The U.S. labor market has seen a broad-based collapse of wage growth over the last two years, a new Economic Policy Institute report finds. The report, Recession Hits Workers’ Paychecks: Wage growth has collapsed, by EPI researchers Lawrence Mishel and Heidi Shierholz, examines nominal hourly and weekly wage trends. It finds that in the most recent data, wages grew at less than half the rate they were growing during the period immediately prior to the recession. This deceleration is occurring across almost all major occupational groups.

The wage deceleration has been more pronounced for men than for women. In fact, men saw a decline in nominal wage growth—in the first year of the downturn, from the second quarter of 2007 to the second quarter of 2008, men’s wages growth was at 5.3% and, in the most recent data, from the second quarter of 2009 to the second quarter of 2010, it was at -1.3%. Women’s wage growth dropped from 5.2% to 3.7% over the same time period. Men at every education level experienced the deceleration in wage growth, while the results for women were more volatile.

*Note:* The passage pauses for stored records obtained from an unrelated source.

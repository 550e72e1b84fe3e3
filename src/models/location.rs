use chrono::{DateTime, Utc};
use serde::{Deserialize, Serialize};
use sqlx::FromRow;
use uuid::Uuid;
use validator::Validate;

/// One reported runner position. Append-only; never updated.
#[derive(Debug, Clone, Serialize, Deserialize, FromRow)]
pub struct LocationSample {
    pub id: Uuid,
    pub task_id: Uuid,
    pub runner_id: Uuid,
    pub latitude: f64,
    pub longitude: f64,
    pub accuracy: Option<f64>,
    pub heading: Option<f64>,
    pub speed: Option<f64>,
    pub recorded_at: DateTime<Utc>,
}

#[derive(Debug, Serialize, Deserialize, Validate)]
pub struct LocationUpdateRequest {
    pub latitude: f64,
    pub longitude: f64,
    #[validate(range(min = 0.0))]
    pub accuracy: Option<f64>,
    #[validate(range(min = 0.0, max = 360.0))]
    pub heading: Option<f64>,
    #[validate(range(min = 0.0))]
    pub speed: Option<f64>,
    /// Device timestamp; defaults to server time when absent.
    pub recorded_at: Option<DateTime<Utc>>,
}

#[derive(Debug, Clone, Serialize, Deserialize, FromRow)]
pub struct ProximityAlert {
    pub id: Uuid,
    pub task_id: Uuid,
    pub runner_id: Uuid,
    pub creator_id: Uuid,
    pub distance_meters: f64,
    pub alert_sent_at: DateTime<Utc>,
    pub acknowledged_by_runner: bool,
    pub acknowledged_by_creator: bool,
}

/// Per-task geofence state, persisted so rising-edge detection does not
/// have to rescan alert history on every sample.
#[derive(Debug, Clone, Copy, PartialEq, Eq)]
pub enum ProximityZone {
    Unknown,
    Inside,
    Outside,
}

impl ProximityZone {
    pub fn as_str(self) -> &'static str {
        match self {
            ProximityZone::Unknown => "unknown",
            ProximityZone::Inside => "inside",
            ProximityZone::Outside => "outside",
        }
    }

    pub fn parse(s: &str) -> Self {
        match s {
            "inside" => ProximityZone::Inside,
            "outside" => ProximityZone::Outside,
            _ => ProximityZone::Unknown,
        }
    }
}

#[derive(Debug, FromRow)]
pub struct ProximityStateRow {
    pub zone: String,
    pub last_sample_at: Option<DateTime<Utc>>,
}

#[derive(Debug, Deserialize)]
pub struct HistoryQuery {
    pub limit: Option<i64>,
}
mod auth;

pub use auth::AuthUser;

Not only has collapsing wage growth had a negative impact on family incomes and living standards, it could also be a severe drag on the economic recovery. Subdued wage growth will last at least as long as high unemployment does, and most likely longer, because wage trends lag behind changes in the labor market. Unemployment is expected to exceed 9% through 2011 and will not return to pre-recession rates until 2015 or later.

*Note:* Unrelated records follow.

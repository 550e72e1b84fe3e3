use sqlx::{postgres::{PgConnectOptions, PgPoolOptions}, PgPool};
use std::str::FromStr;

pub async fn create_pool(database_url: &str) -> Result<PgPool, sqlx::Error> {
    let options = PgConnectOptions::from_str(database_url)?
        .application_name("runam-backend")
        .statement_cache_capacity(500);

    PgPoolOptions::new()
        .max_connections(32)
        .min_connections(8)
        .acquire_timeout(std::time::Duration::from_secs(2))
        .idle_timeout(std::time::Duration::from_secs(10))
        .test_before_acquire(false)
        .connect_with(options)
        .await
}
use chrono::{DateTime, Utc};
use serde::{Deserialize, Serialize};
use sqlx::FromRow;
use uuid::Uuid;
use validator::Validate;

use crate::errors::{AppError, Result};

/// Task lifecycle. Transitions are monotonic along the graph below; the
/// only edge this service drives itself is `in_progress -> completed`,
/// via completion-code redemption.
#[derive(Debug, Clone, Copy, PartialEq, Eq, Serialize, Deserialize)]
#[serde(rename_all = "snake_case")]
pub enum TaskStatus {
    Posted,
    Accepted,
    InProgress,
    Completed,
    Cancelled,
}

impl TaskStatus {
    pub fn as_str(self) -> &'static str {
        match self {
            TaskStatus::Posted => "posted",
            TaskStatus::Accepted => "accepted",
            TaskStatus::InProgress => "in_progress",
            TaskStatus::Completed => "completed",
            TaskStatus::Cancelled => "cancelled",
        }
    }

    pub fn parse(s: &str) -> Option<Self> {
        match s {
            "posted" => Some(TaskStatus::Posted),
            "accepted" => Some(TaskStatus::Accepted),
            "in_progress" => Some(TaskStatus::InProgress),
            "completed" => Some(TaskStatus::Completed),
            "cancelled" => Some(TaskStatus::Cancelled),
            _ => None,
        }
    }

    /// Location ingestion and code generation are only allowed here.
    pub fn is_trackable(self) -> bool {
        matches!(self, TaskStatus::Accepted | TaskStatus::InProgress)
    }

    pub fn is_terminal(self) -> bool {
        matches!(self, TaskStatus::Completed | TaskStatus::Cancelled)
    }

    pub fn can_transition_to(self, next: TaskStatus) -> bool {
        matches!(
            (self, next),
            (TaskStatus::Posted, TaskStatus::Accepted)
                | (TaskStatus::Posted, TaskStatus::Cancelled)
                | (TaskStatus::Accepted, TaskStatus::InProgress)
                // Redemption may complete a task whose runner never
                // formally pressed "start".
                | (TaskStatus::Accepted, TaskStatus::Completed)
                | (TaskStatus::Accepted, TaskStatus::Cancelled)
                | (TaskStatus::InProgress, TaskStatus::Completed)
                | (TaskStatus::InProgress, TaskStatus::Cancelled)
        )
    }
}

impl std::fmt::Display for TaskStatus {
    fn fmt(&self, f: &mut std::fmt::Formatter<'_>) -> std::fmt::Result {
        f.write_str(self.as_str())
    }
}

#[derive(Debug, Clone, Serialize, Deserialize, FromRow)]
pub struct Task {
    pub id: Uuid,
    pub creator_id: Uuid,
    pub runner_id: Option<Uuid>,
    pub title: String,
    pub description: String,
    pub budget: Option<f64>,
    pub pickup_latitude: Option<f64>,
    pub pickup_longitude: Option<f64>,
    pub status: String,
    pub created_at: DateTime<Utc>,
    pub updated_at: DateTime<Utc>,
}

impl Task {
    pub fn current_status(&self) -> Result<TaskStatus> {
        TaskStatus::parse(&self.status).ok_or_else(|| {
            AppError::DatabaseError(format!("task {} has unknown status '{}'", self.id, self.status))
        })
    }

    /// (latitude, longitude) of the pickup point, if the task was geocoded.
    pub fn pickup_coordinate(&self) -> Option<(f64, f64)> {
        match (self.pickup_latitude, self.pickup_longitude) {
            (Some(lat), Some(lon)) => Some((lat, lon)),
            _ => None,
        }
    }

    pub fn is_participant(&self, user_id: Uuid) -> bool {
        self.creator_id == user_id || self.runner_id == Some(user_id)
    }
}

#[derive(Debug, Serialize, Deserialize, Validate)]
pub struct CreateTaskRequest {
    #[validate(length(min = 3, max = 120))]
    pub title: String,
    pub description: Option<String>,
    #[validate(range(min = 0.0))]
    pub budget: Option<f64>,
    pub pickup_latitude: Option<f64>,
    pub pickup_longitude: Option<f64>,
}

#[derive(Debug, Deserialize)]
pub struct AssignRunnerRequest {
    pub runner_id: Uuid,
}

#[derive(Debug, Default, Deserialize)]
pub struct TaskListQuery {
    pub status: Option<String>,
    /// Match tasks where this user is creator or runner.
    pub user_id: Option<Uuid>,
}
use sqlx::PgPool;
use uuid::Uuid;

use crate::errors::{AppError, Result};
use crate::events::{EventBus, TaskEvent};
use crate::geo;
use crate::models::{LocationSample, LocationUpdateRequest, Task};
use crate::services::{proximity, tasks};

const DEFAULT_HISTORY_LIMIT: i64 = 100;
const MAX_HISTORY_LIMIT: i64 = 1000;

/// Append a runner position sample and run proximity evaluation on it.
/// This is the sole write path for location data.
pub async fn ingest(
    db: &PgPool,
    events: &EventBus,
    caller: Uuid,
    task_id: Uuid,
    req: LocationUpdateRequest,
) -> Result<LocationSample> {
    geo::validate_coordinate(req.latitude, req.longitude)?;

    let task = tasks::fetch_task(db, task_id).await?;
    authorize_runner(&task, caller)?;

    let status = task.current_status()?;
    if !status.is_trackable() {
        return Err(AppError::TaskNotTrackable(task.status.clone()));
    }

    // A device clock running ahead would push the evaluation watermark
    // into the future and freeze the geofence, so future timestamps are
    // clamped to server time.
    let sample = sqlx::query_as::<_, LocationSample>(
        "INSERT INTO location_samples \
             (task_id, runner_id, latitude, longitude, accuracy, heading, speed, recorded_at) \
         VALUES ($1, $2, $3, $4, $5, $6, $7, LEAST(COALESCE($8, NOW()), NOW())) \
         RETURNING id, task_id, runner_id, latitude, longitude, accuracy, heading, speed, recorded_at",
    )
    .bind(task_id)
    .bind(caller)
    .bind(req.latitude)
    .bind(req.longitude)
    .bind(req.accuracy)
    .bind(req.heading)
    .bind(req.speed)
    .bind(req.recorded_at)
    .fetch_one(db)
    .await?;

    events.publish(TaskEvent::LocationUpdate {
        task_id,
        latitude: sample.latitude,
        longitude: sample.longitude,
        recorded_at: sample.recorded_at,
    });

    match proximity::evaluate(db, events, &task, &sample).await {
        Ok(_) => {}
        // Not all tasks are geocoded; the sample is still recorded.
        Err(AppError::MissingPickupLocation) => {
            tracing::debug!(task_id = %task_id, "no pickup coordinate, skipping proximity evaluation");
        }
        Err(e) => return Err(e),
    }

    Ok(sample)
}

pub async fn latest_location(
    db: &PgPool,
    caller: Uuid,
    task_id: Uuid,
) -> Result<Option<LocationSample>> {
    let task = tasks::fetch_task(db, task_id).await?;
    authorize_participant(&task, caller)?;

    let sample = sqlx::query_as::<_, LocationSample>(
        "SELECT id, task_id, runner_id, latitude, longitude, accuracy, heading, speed, recorded_at \
         FROM location_samples WHERE task_id = $1 \
         ORDER BY recorded_at DESC LIMIT 1",
    )
    .bind(task_id)
    .fetch_optional(db)
    .await?;

    Ok(sample)
}

pub async fn location_history(
    db: &PgPool,
    caller: Uuid,
    task_id: Uuid,
    limit: Option<i64>,
) -> Result<Vec<LocationSample>> {
    let task = tasks::fetch_task(db, task_id).await?;
    authorize_participant(&task, caller)?;

    let limit = limit.unwrap_or(DEFAULT_HISTORY_LIMIT).clamp(1, MAX_HISTORY_LIMIT);

    let samples = sqlx::query_as::<_, LocationSample>(
        "SELECT id, task_id, runner_id, latitude, longitude, accuracy, heading, speed, recorded_at \
         FROM location_samples WHERE task_id = $1 \
         ORDER BY recorded_at DESC LIMIT $2",
    )
    .bind(task_id)
    .bind(limit)
    .fetch_all(db)
    .await?;

    Ok(samples)
}

fn authorize_runner(task: &Task, caller: Uuid) -> Result<()> {
    if task.runner_id != Some(caller) {
        return Err(AppError::Forbidden(
            "only the assigned runner may report location".to_string(),
        ));
    }
    Ok(())
}

fn authorize_participant(task: &Task, caller: Uuid) -> Result<()> {
    if !task.is_participant(caller) {
        return Err(AppError::Forbidden(
            "only task participants may view tracking data".to_string(),
        ));
    }
    Ok(())
}
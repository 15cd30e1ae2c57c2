//! meshkvd - replicated key-value mesh node
//!
//! This crate provides:
//! - Owner-isolated, last-writer-wins storage on sled
//! - Signed membership announcements and a peer registry
//! - Epidemic gossip of signed writes and custom topics
//! - Paged delta synchronization between peers
//! - Latency probing and live status snapshots
//! - A control surface for embedding applications

pub mod config;
pub mod control;
pub mod events;
pub mod gossip;
pub mod logging;
pub mod node;
pub mod probe;
pub mod registry;
pub mod resilience;
pub mod status;
pub mod storage;
pub mod sync;

pub use config::{Config, NodeConfig};
pub use control::{ApiError, ControlSurface};
pub use events::NodeEvent;
pub use gossip::Gossip;
pub use node::{Node, NodeError};
pub use registry::PeerRegistry;
pub use storage::Storage;
pub use sync::SyncCoordinator;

The collapse in wage growth has exacerbated a problem that has developed steadily over the past 25 years: the decoupling of pay and productivity. In recent decades, growth in productivity has not resulted in wage gains for workers. This decoupling was particularly apparent during the recovery period of the last business cycle, from 2002 to 2007, when productivity grew 11% but the hourly compensation of the typical high school- and college-educated workers fell. In other words, the majority of income growth in the United States has gone and continues to go to the very top earners.

This report is the first in a series of State of Working America publications.